● **Your goal**
An exact repetition of the records is required. Leave nothing out.

[Stored items]
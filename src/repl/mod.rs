//! Interactive driver.
//!
//! Reads one line at a time, runs a fresh [`Lexer`] over it and prints every
//! token. Line numbers therefore restart at 1 for each input line.

use std::io::{BufRead, Write};

use tracing::{debug, warn};

use crate::{
    display_error,
    errors::errors::Error,
    lexer::{
        lexer::{decode_bytes, Lexer},
        tokens::Token,
    },
};

pub const PROMPT: &str = ">> ";

#[derive(Debug, Clone)]
pub struct ReplOptions {
    pub prompt: String,
    /// Report the first `Illegal` token of a line as an error and skip the rest of it.
    pub strict: bool,
}

impl Default for ReplOptions {
    fn default() -> Self {
        ReplOptions {
            prompt: String::from(PROMPT),
            strict: false,
        }
    }
}

pub fn format_token(token: &Token) -> String {
    format!(
        "Type: {}, Literal: {}, Position: [line:{}, column:{}]",
        token.kind, token.value, token.position.line, token.position.column
    )
}

/// Runs the read-tokenize-print loop until `input` is exhausted.
pub fn start(
    mut input: impl BufRead,
    mut output: impl Write,
    options: &ReplOptions,
) -> Result<(), Error> {
    let mut line = Vec::new();

    loop {
        write!(output, "{}", options.prompt)?;
        output.flush()?;

        line.clear();
        if input.read_until(b'\n', &mut line)? == 0 {
            return Ok(());
        }

        let source = trim_line_end(&line);
        debug!(len = source.len(), "read line");

        for token in Lexer::from_bytes(source).take_while(|token| !token.is_eof()) {
            if options.strict && token.is_illegal() {
                warn!(position = %token.position, value = %token.value, "illegal token");
                let text = decode_bytes(source);
                display_error(&Error::illegal_token(&token), &text, &mut output)?;
                break;
            }

            writeln!(output, "{}", format_token(&token))?;
        }
    }
}

fn trim_line_end(mut line: &[u8]) -> &[u8] {
    while let [rest @ .., b'\n' | b'\r'] = line {
        line = rest;
    }

    line
}

/// Prints every token of `source`, the trailing `EOF` included.
pub fn dump(source: &[u8], mut output: impl Write) -> Result<(), Error> {
    for token in Lexer::from_bytes(source) {
        writeln!(output, "{}", format_token(&token))?;
    }

    Ok(())
}

#[cfg(test)]
mod tests {
    use pretty_assertions::assert_eq;

    use super::{dump, start, ReplOptions};

    fn run(input: &str, options: &ReplOptions) -> String {
        let mut output = Vec::new();
        start(input.as_bytes(), &mut output, options).unwrap();
        String::from_utf8(output).unwrap()
    }

    #[test]
    fn test_repl_prints_tokens_per_line() {
        let output = run("let x = 5;\n", &ReplOptions::default());

        assert_eq!(
            output,
            ">> Type: LET, Literal: let, Position: [line:1, column:1]\n\
             Type: IDENT, Literal: x, Position: [line:1, column:5]\n\
             Type: =, Literal: =, Position: [line:1, column:7]\n\
             Type: INT, Literal: 5, Position: [line:1, column:9]\n\
             Type: ;, Literal: ;, Position: [line:1, column:10]\n\
             >> "
        );
    }

    #[test]
    fn test_repl_restarts_line_numbers() {
        let output = run("a\r\n  b\n", &ReplOptions::default());

        assert_eq!(
            output,
            ">> Type: IDENT, Literal: a, Position: [line:1, column:1]\n\
             >> Type: IDENT, Literal: b, Position: [line:1, column:3]\n\
             >> "
        );
    }

    #[test]
    fn test_repl_custom_prompt_and_empty_input() {
        let options = ReplOptions {
            prompt: String::from("toy> "),
            strict: false,
        };

        assert_eq!(run("", &options), "toy> ");
        assert_eq!(run("\n", &options), "toy> toy> ");
    }

    #[test]
    fn test_repl_lenient_prints_illegal() {
        let output = run("a # b\n", &ReplOptions::default());

        assert!(output.contains("Type: ILLEGAL, Literal: #, Position: [line:1, column:3]"));
        assert!(output.contains("Type: IDENT, Literal: b, Position: [line:1, column:5]"));
    }

    #[test]
    fn test_repl_strict_reports_illegal_and_continues() {
        let options = ReplOptions {
            strict: true,
            ..ReplOptions::default()
        };
        let output = run("a # b\nc\n", &options);

        assert!(output.contains("Type: IDENT, Literal: a, Position: [line:1, column:1]"));
        assert!(output.contains("Error: IllegalToken"));
        assert!(output.contains("1 | a # b\n"));
        assert!(output.contains("  | --^\n"));
        assert!(!output.contains("Literal: b"));
        assert!(output.contains("Type: IDENT, Literal: c, Position: [line:1, column:1]"));
    }

    #[test]
    fn test_repl_tokenizes_non_utf8_lines() {
        let mut output = Vec::new();
        start(&b"a\xff b\nc\n"[..], &mut output, &ReplOptions::default()).unwrap();
        let output = String::from_utf8(output).unwrap();

        assert!(output.contains("Type: ILLEGAL, Literal: \u{FF}, Position: [line:1, column:2]"));
        assert!(output.contains("Type: IDENT, Literal: b, Position: [line:1, column:4]"));
        assert!(output.contains("Type: IDENT, Literal: c, Position: [line:1, column:1]"));
    }

    #[test]
    fn test_repl_strict_non_utf8_caret() {
        let options = ReplOptions {
            strict: true,
            ..ReplOptions::default()
        };
        let mut output = Vec::new();
        start(&b"ab\xc3x\n"[..], &mut output, &options).unwrap();
        let output = String::from_utf8(output).unwrap();

        assert!(output.contains("Error: IllegalToken"));
        assert!(output.contains("  | --^\n"));
    }

    #[test]
    fn test_dump_includes_eof() {
        let mut output = Vec::new();
        dump(b"x\n\ny", &mut output).unwrap();

        assert_eq!(
            String::from_utf8(output).unwrap(),
            "Type: IDENT, Literal: x, Position: [line:1, column:1]\n\
             Type: IDENT, Literal: y, Position: [line:3, column:1]\n\
             Type: EOF, Literal: , Position: [line:3, column:2]\n"
        );
    }
}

● **Answer for the task**
filename src/repl/mod.rs
//! Interactive driver.
//!
//! Reads one line at a time, runs a fresh [`Lexer`] over it and prints every
//! token. Line numbers therefore restart at 1 for each input line.

use std::io::{BufRead, Write};

use tracing::{debug, warn};

use crate::{
    display_error,
    errors::errors::Error,
    lexer::{
        lexer::{decode_bytes, Lexer},
        tokens::Token,
    },
};

pub const PROMPT: &str = ">> ";

#[derive(Debug, Clone)]
pub struct ReplOptions {
    pub prompt: String,
    /// Report the first `Illegal` token of a line as an error and skip the rest of it.
    pub strict: bool,
}

impl Default for ReplOptions {
    fn default() -> Self {
        ReplOptions {
            prompt: String::from(PROMPT),
            strict: false,
        }
    }
}

pub fn format_token(token: &Token) -> String {
    format!(
        "Type: {}, Literal: {}, Position: [line:{}, column:{}]",
        token.kind, token.value, token.position.line, token.position.column
    )
}

/// Runs the read-tokenize-print loop until `input` is exhausted.
pub fn start(
    mut input: impl BufRead,
    mut output: impl Write,
    options: &ReplOptions,
) -> Result<(), Error> {
    let mut line = Vec::new();

    loop {
        write!(output, "{}", options.prompt)?;
        output.flush()?;

        line.clear();
        if input.read_until(b'\n', &mut line)? == 0 {
            return Ok(());
        }

        let source = trim_line_end(&line);
        debug!(len = source.len(), "read line");

        for token in Lexer::from_bytes(source).take_while(|token| !token.is_eof()) {
            if options.strict && token.is_illegal() {
                warn!(position = %token.position, value = %token.value, "illegal token");
                let text = decode_bytes(source);
                display_error(&Error::illegal_token(&token), &text, &mut output)?;
                break;
            }

            writeln!(output, "{}", format_token(&token))?;
        }
    }
}

fn trim_line_end(mut line: &[u8]) -> &[u8] {
    while let [rest @ .., b'\n' | b'\r'] = line {
        line = rest;
    }

    line
}

/// Prints every token of `source`, the trailing `EOF` included.
pub fn dump(source: &[u8], mut output: impl Write) -> Result<(), Error> {
    for token in Lexer::from_bytes(source) {
        writeln!(output, "{}", format_token(&token))?;
    }

    Ok(())
}

#[cfg(test)]
mod tests {
    use pretty_assertions::assert_eq;

    use super::{dump, start, ReplOptions};

    fn run(input: &str, options: &ReplOptions) -> String {
        let mut output = Vec::new();
        start(input.as_bytes(), &mut output, options).unwrap();
        String::from_utf8(output).unwrap()
    }

    #[test]
    fn test_repl_prints_tokens_per_line() {
        let output = run("let x = 5;\n", &ReplOptions::default());

        assert_eq!(
            output,
            ">> Type: LET, Literal: let, Position: [line:1, column:1]\n\
             Type: IDENT, Literal: x, Position: [line:1, column:5]\n\
             Type: =, Literal: =, Position: [line:1, column:7]\n\
             Type: INT, Literal: 5, Position: [line:1, column:9]\n\
             Type: ;, Literal: ;, Position: [line:1, column:10]\n\
             >> "
        );
    }

    #[test]
    fn test_repl_restarts_line_numbers() {
        let output = run("a\r\n  b\n", &ReplOptions::default());

        assert_eq!(
            output,
            ">> Type: IDENT, Literal: a, Position: [line:1, column:1]\n\
             >> Type: IDENT, Literal: b, Position: [line:1, column:3]\n\
             >> "
        );
    }

    #[test]
    fn test_repl_custom_prompt_and_empty_input() {
        let options = ReplOptions {
            prompt: String::from("toy> "),
            strict: false,
        };

        assert_eq!(run("", &options), "toy> ");
        assert_eq!(run("\n", &options), "toy> toy> ");
    }

    #[test]
    fn test_repl_lenient_prints_illegal() {
        let output = run("a # b\n", &ReplOptions::default());

        assert!(output.contains("Type: ILLEGAL, Literal: #, Position: [line:1, column:3]"));
        assert!(output.contains("Type: IDENT, Literal: b, Position: [line:1, column:5]"));
    }

    #[test]
    fn test_repl_strict_reports_illegal_and_continues() {
        let options = ReplOptions {
            strict: true,
            ..ReplOptions::default()
        };
        let output = run("a # b\nc\n", &options);

        assert!(output.contains("Type: IDENT, Literal: a, Position: [line:1, column:1]"));
        assert!(output.contains("Error: IllegalToken"));
        assert!(output.contains("1 | a # b\n"));
        assert!(output.contains("  | --^\n"));
        assert!(!output.contains("Literal: b"));
        assert!(output.contains("Type: IDENT, Literal: c, Position: [line:1, column:1]"));
    }

    #[test]
    fn test_repl_tokenizes_non_utf8_lines() {
        let mut output = Vec::new();
        start(&b"a\xff b\nc\n"[..], &mut output, &ReplOptions::default()).unwrap();
        let output = String::from_utf8(output).unwrap();

        assert!(output.contains("Type: ILLEGAL, Literal: \u{FF}, Position: [line:1, column:2]"));
        assert!(output.contains("Type: IDENT, Literal: b, Position: [line:1, column:4]"));
        assert!(output.contains("Type: IDENT, Literal: c, Position: [line:1, column:1]"));
    }

    #[test]
    fn test_repl_strict_non_utf8_caret() {
        let options = ReplOptions {
            strict: true,
            ..ReplOptions::default()
        };
        let mut output = Vec::new();
        start(&b"ab\xc3x\n"[..], &mut output, &options).unwrap();
        let output = String::from_utf8(output).unwrap();

        assert!(output.contains("Error: IllegalToken"));
        assert!(output.contains("  | --^\n"));
    }

    #[test]
    fn test_dump_includes_eof() {
        let mut output = Vec::new();
        dump(b"x\n\ny", &mut output).unwrap();

        assert_eq!(
            String::from_utf8(output).unwrap(),
            "Type: IDENT, Literal: x, Position: [line:1, column:1]\n\
             Type: IDENT, Literal: y, Position: [line:3, column:1]\n\
             Type: EOF, Literal: , Position: [line:3, column:2]\n"
        );
    }
}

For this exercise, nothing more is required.